Once you know how to cook meat or fish and a few simple veggie combinations for roasting, stir frying or salads you can really make up an unlimited number of healthy meals that are really quick to prepare!
Here’s a selection of my usual weekly dinners.
I mainly use salmon because it’s so easy to cook and I love the taste. When cooking salmon I’ll put it in tinfoil, slice some lemon or add some spices and bake for approx. 20 mins…dead easy. I also occasionally cook tuna (I would pan fry this because I like it quite pink) or herring (again in the pan to crisp up).
My favourite sides with fish are tomatoes, cottage cheese, sweet potato, spinach, mixed salad and stir fry veg.
What meat-eater doesn’t love chicken?! You can do so much with it!
I tend to either cut into chunks and pan fry in coconut oil, poach in water (makes it so moist but a takes a little longer) or bake in foil (be very careful not still pink when serving).
I love to serve chicken with fresh salad or roast veggies. Chicken also goes with well fruit (yes) like pineapple or strawberries…try it!
Sometimes I just crave a steak. If I’m going out for dinner to a nice restaurant this is usually my order of choice because I think what is better in life than a perfectly cooked steak?
My method for cooking is to pan fry on a high heat using a little groundnut oil for 3 and a half minutes turning every 30 seconds. Then I rest for a further 5ish minutes on a wire rack. This makes a rare steak that is seared just nicely…mmm.
Again I feel a steak goes with most things.
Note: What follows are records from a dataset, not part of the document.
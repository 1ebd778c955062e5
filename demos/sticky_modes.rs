//! # Example: Sticky Modes
//!
//! Shows what a late subscriber sees under each replay policy.
//!
//! Everything runs on the main thread: a [`ManualScheduler`] owned by it is
//! the delivery thread, so every call applies immediately.

use std::sync::Arc;

use event_live_data::{EventLiveData, LiveDataConfig, ManualScheduler, Observer, ObserverFn, StickyMode};

fn printer(mode: &'static str, name: &'static str) -> Arc<dyn Observer<&'static str>> {
    ObserverFn::arc(name, move |v: &&'static str| println!("[{mode}] {name} <- {v}"))
}

fn run(label: &'static str, mode: StickyMode) -> anyhow::Result<()> {
    let data: EventLiveData<&'static str> =
        EventLiveData::with_config(ManualScheduler::new(), LiveDataConfig::new(mode, true));

    data.observe_forever(printer(label, "early"))?;
    data.set("first")?;

    for name in ["late-1", "late-2", "late-3"] {
        data.observe_forever(printer(label, name))?;
    }
    println!(
        "[{label}] after attaches: value={:?} version={}",
        data.value().as_deref(),
        data.version()
    );
    Ok(())
}

fn main() -> anyhow::Result<()> {
    run("no-sticky", StickyMode::NoSticky)?;
    run("forever", StickyMode::StickyForever)?;
    run("send-once", StickyMode::SendOnce)?;
    run("count-2", StickyMode::count(2))?;

    // Classic integer encoding.
    let cfg = LiveDataConfig::from_raw(-2, true)?;
    println!("raw -2 decodes to {:?}", cfg.sticky);
    Ok(())
}
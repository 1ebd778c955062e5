//! # Caller-pumped scheduler.
//!
//! [`ManualScheduler`] treats the thread that created it as the delivery
//! thread. Jobs scheduled from anywhere are queued until that thread calls
//! [`run_pending`](ManualScheduler::run_pending). Use it to embed live data in
//! an existing event loop, or to drive delivery deterministically in tests.

use std::collections::VecDeque;
use std::sync::Arc;
use std::sync::atomic::{AtomicBool, Ordering};
use std::thread::ThreadId;

use parking_lot::Mutex;

use super::scheduler::{DeliveryScheduler, Job, run_job};
use crate::error::LiveDataError;

/// Scheduler whose queue is drained explicitly by its owning thread.
pub struct ManualScheduler {
    owner: ThreadId,
    queue: Mutex<VecDeque<Job>>,
    closed: AtomicBool,
}

impl ManualScheduler {
    /// Creates a scheduler owned by the calling thread.
    pub fn new() -> Arc<Self> {
        Arc::new(Self {
            owner: std::thread::current().id(),
            queue: Mutex::new(VecDeque::new()),
            closed: AtomicBool::new(false),
        })
    }

    /// Runs queued jobs (including jobs they enqueue) until the queue is empty.
    ///
    /// Returns the number of jobs executed. Does nothing off the owning thread.
    pub fn run_pending(&self) -> usize {
        if !self.is_delivery_thread() {
            tracing::warn!("run_pending called off the owning thread; ignored");
            return 0;
        }
        let mut ran = 0;
        loop {
            let next = self.queue.lock().pop_front();
            let Some(job) = next else { break };
            run_job(job);
            ran += 1;
        }
        ran
    }

    /// Number of jobs waiting to run.
    pub fn pending(&self) -> usize {
        self.queue.lock().len()
    }

    /// Rejects further jobs and drops the queued ones.
    pub fn close(&self) {
        let dropped: Vec<Job> = {
            let mut queue = self.queue.lock();
            self.closed.store(true, Ordering::Release);
            queue.drain(..).collect()
        };
        // Jobs may own values with their own drop logic; run it unlocked.
        drop(dropped);
    }
}

impl DeliveryScheduler for ManualScheduler {
    fn schedule(&self, job: Job) -> Result<(), LiveDataError> {
        let mut queue = self.queue.lock();
        // Checked under the queue lock so nothing lands after `close` drained it.
        if self.closed.load(Ordering::Acquire) {
            drop(queue);
            drop(job);
            return Err(LiveDataError::SchedulerClosed);
        }
        queue.push_back(job);
        Ok(())
    }

    fn is_delivery_thread(&self) -> bool {
        std::thread::current().id() == self.owner
    }
}

#[cfg(test)]
mod tests {
    use super::*;
    use crate::delivery::run_blocking;
    use std::sync::atomic::AtomicUsize;

    #[test]
    fn test_jobs_wait_for_pump() {
        let sched = ManualScheduler::new();
        let hits = Arc::new(AtomicUsize::new(0));
        let h = Arc::clone(&hits);
        sched.schedule(Box::new(move || {
            h.fetch_add(1, Ordering::SeqCst);
        }))
        .unwrap();
        assert_eq!(hits.load(Ordering::SeqCst), 0);
        assert_eq!(sched.pending(), 1);
        assert_eq!(sched.run_pending(), 1);
        assert_eq!(hits.load(Ordering::SeqCst), 1);
    }

    #[test]
    fn test_nested_jobs_run_in_same_pump() {
        let sched = ManualScheduler::new();
        let hits = Arc::new(AtomicUsize::new(0));
        let (s, h) = (Arc::clone(&sched), Arc::clone(&hits));
        sched
            .schedule(Box::new(move || {
                let h2 = Arc::clone(&h);
                s.schedule(Box::new(move || {
                    h2.fetch_add(1, Ordering::SeqCst);
                }))
                .unwrap();
            }))
            .unwrap();
        assert_eq!(sched.run_pending(), 2);
        assert_eq!(hits.load(Ordering::SeqCst), 1);
    }

    #[test]
    fn test_foreign_thread_blocks_until_pumped() {
        let sched = ManualScheduler::new();
        let remote = Arc::clone(&sched);
        let worker = std::thread::spawn(move || {
            assert!(!remote.is_delivery_thread());
            assert_eq!(remote.run_pending(), 0);
            run_blocking(&*remote, || 11).unwrap()
        });
        while sched.pending() == 0 {
            std::thread::yield_now();
        }
        sched.run_pending();
        assert_eq!(worker.join().unwrap(), 11);
    }

    #[test]
    fn test_close_drops_queue_and_aborts_waiter() {
        let sched = ManualScheduler::new();
        let remote = Arc::clone(&sched);
        let worker = std::thread::spawn(move || run_blocking(&*remote, || ()));
        while sched.pending() == 0 {
            std::thread::yield_now();
        }
        sched.close();
        let err = worker.join().unwrap().unwrap_err();
        assert!(matches!(err, LiveDataError::DeliveryAborted));
        assert!(sched.schedule(Box::new(|| {})).is_err());
    }

    #[test]
    fn test_close_races_with_schedulers() {
        let sched = ManualScheduler::new();
        let accepted = Arc::new(AtomicUsize::new(0));
        let workers: Vec<_> = (0..4)
            .map(|_| {
                let sched = Arc::clone(&sched);
                let accepted = Arc::clone(&accepted);
                std::thread::spawn(move || {
                    while sched.schedule(Box::new(|| {})).is_ok() {
                        accepted.fetch_add(1, Ordering::SeqCst);
                    }
                })
            })
            .collect();
        while accepted.load(Ordering::SeqCst) < 100 {
            std::thread::yield_now();
        }
        sched.close();
        for w in workers {
            w.join().unwrap();
        }

        assert_eq!(sched.pending(), 0, "no job may be queued after close");
        assert_eq!(sched.run_pending(), 0);
        assert!(sched.schedule(Box::new(|| {})).is_err());
    }
}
If calories didn’t exist I would eat it with chips and bearnaise sauce but sadly no that is not allowed on a weeknight for me. So I tend to serve with with spinach or green beans.
I do actually eat veggie only dinners quite a lot during the week. This is mostly due to forgetting to take the meat or fish out of the freezer…but nevertheless I do enjoy them.
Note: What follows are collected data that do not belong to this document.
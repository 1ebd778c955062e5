//! # Delivery scheduler contract
//!
//! [`DeliveryScheduler`] is the seam between the live data core and whatever
//! owns the delivery thread. The core only needs two things from it: a way to
//! enqueue work onto that thread, and a way to ask whether the caller is
//! already on it.
//!
//! ## Contract
//! - Jobs run **one at a time**, in **FIFO** order, on a single thread.
//! - `is_delivery_thread()` is `true` exactly on that thread.
//! - Once closed, `schedule` fails with [`LiveDataError::SchedulerClosed`];
//!   jobs still queued at close time are dropped, never run.

use std::any::Any;
use std::panic::{AssertUnwindSafe, catch_unwind};

use tokio::sync::oneshot;

use crate::error::LiveDataError;

/// Unit of work executed on the delivery thread.
pub type Job = Box<dyn FnOnce() + Send + 'static>;

/// Single-threaded FIFO executor the core delivers on.
pub trait DeliveryScheduler: Send + Sync + 'static {
    /// Enqueues `job` to run on the delivery thread.
    fn schedule(&self, job: Job) -> Result<(), LiveDataError>;

    /// Returns `true` when called from the delivery thread.
    fn is_delivery_thread(&self) -> bool;
}

/// Runs `f` on the delivery thread and blocks until it returns.
///
/// Runs inline when already on the delivery thread. Because the queue is FIFO,
/// this also works as a barrier: every job scheduled before it has finished
/// once it returns.
///
/// ### Errors
/// - [`LiveDataError::BlockingInAsyncContext`] when called inside an async
///   runtime (use [`run_async`] there).
/// - [`LiveDataError::SchedulerClosed`] when the job could not be queued.
/// - [`LiveDataError::DeliveryAborted`] when the job was dropped or panicked.
///
/// ### Notes
/// There is no timeout: if the delivery thread is stuck, so is the caller.
pub fn run_blocking<R, F>(scheduler: &dyn DeliveryScheduler, f: F) -> Result<R, LiveDataError>
where
    F: FnOnce() -> R + Send + 'static,
    R: Send + 'static,
{
    if scheduler.is_delivery_thread() {
        return Ok(f());
    }
    if tokio::runtime::Handle::try_current().is_ok() {
        return Err(LiveDataError::BlockingInAsyncContext);
    }
    let (tx, rx) = oneshot::channel();
    scheduler.schedule(Box::new(move || {
        let _ = tx.send(f());
    }))?;
    rx.blocking_recv().map_err(|_| LiveDataError::DeliveryAborted)
}

/// Async counterpart of [`run_blocking`]: awaits instead of parking the thread.
pub async fn run_async<R, F>(scheduler: &dyn DeliveryScheduler, f: F) -> Result<R, LiveDataError>
where
    F: FnOnce() -> R + Send + 'static,
    R: Send + 'static,
{
    if scheduler.is_delivery_thread() {
        return Ok(f());
    }
    let (tx, rx) = oneshot::channel();
    scheduler.schedule(Box::new(move || {
        let _ = tx.send(f());
    }))?;
    rx.await.map_err(|_| LiveDataError::DeliveryAborted)
}

/// Runs a job, isolating panics so the delivery thread keeps going.
pub(crate) fn run_job(job: Job) {
    if let Err(panic) = catch_unwind(AssertUnwindSafe(job)) {
        tracing::error!(panic = %panic_message(&*panic), "delivery job panicked");
    }
}

/// Best-effort text of a panic payload.
pub(crate) fn panic_message(payload: &(dyn Any + Send)) -> String {
    if let Some(msg) = payload.downcast_ref::<&'static str>() {
        (*msg).to_string()
    } else if let Some(msg) = payload.downcast_ref::<String>() {
        msg.clone()
    } else {
        "unknown panic".to_string()
    }
}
I make a lot of mixed salads but the key with this I find is to never make a green only salad. By adding some colour it makes it more exciting! I tend to add strawberry, beetroot, tomato, yellow peppers or oranges.
Chucking veggies in the oven to roast is also incredibly easy and can liven up a lot of dishes. A new combination I’m loving right now is red onion, carrot, beetroot, red pepper and tomato.
I hope some of this has been of some inspiration to you. Feel free to share your healthy staple dinners with me!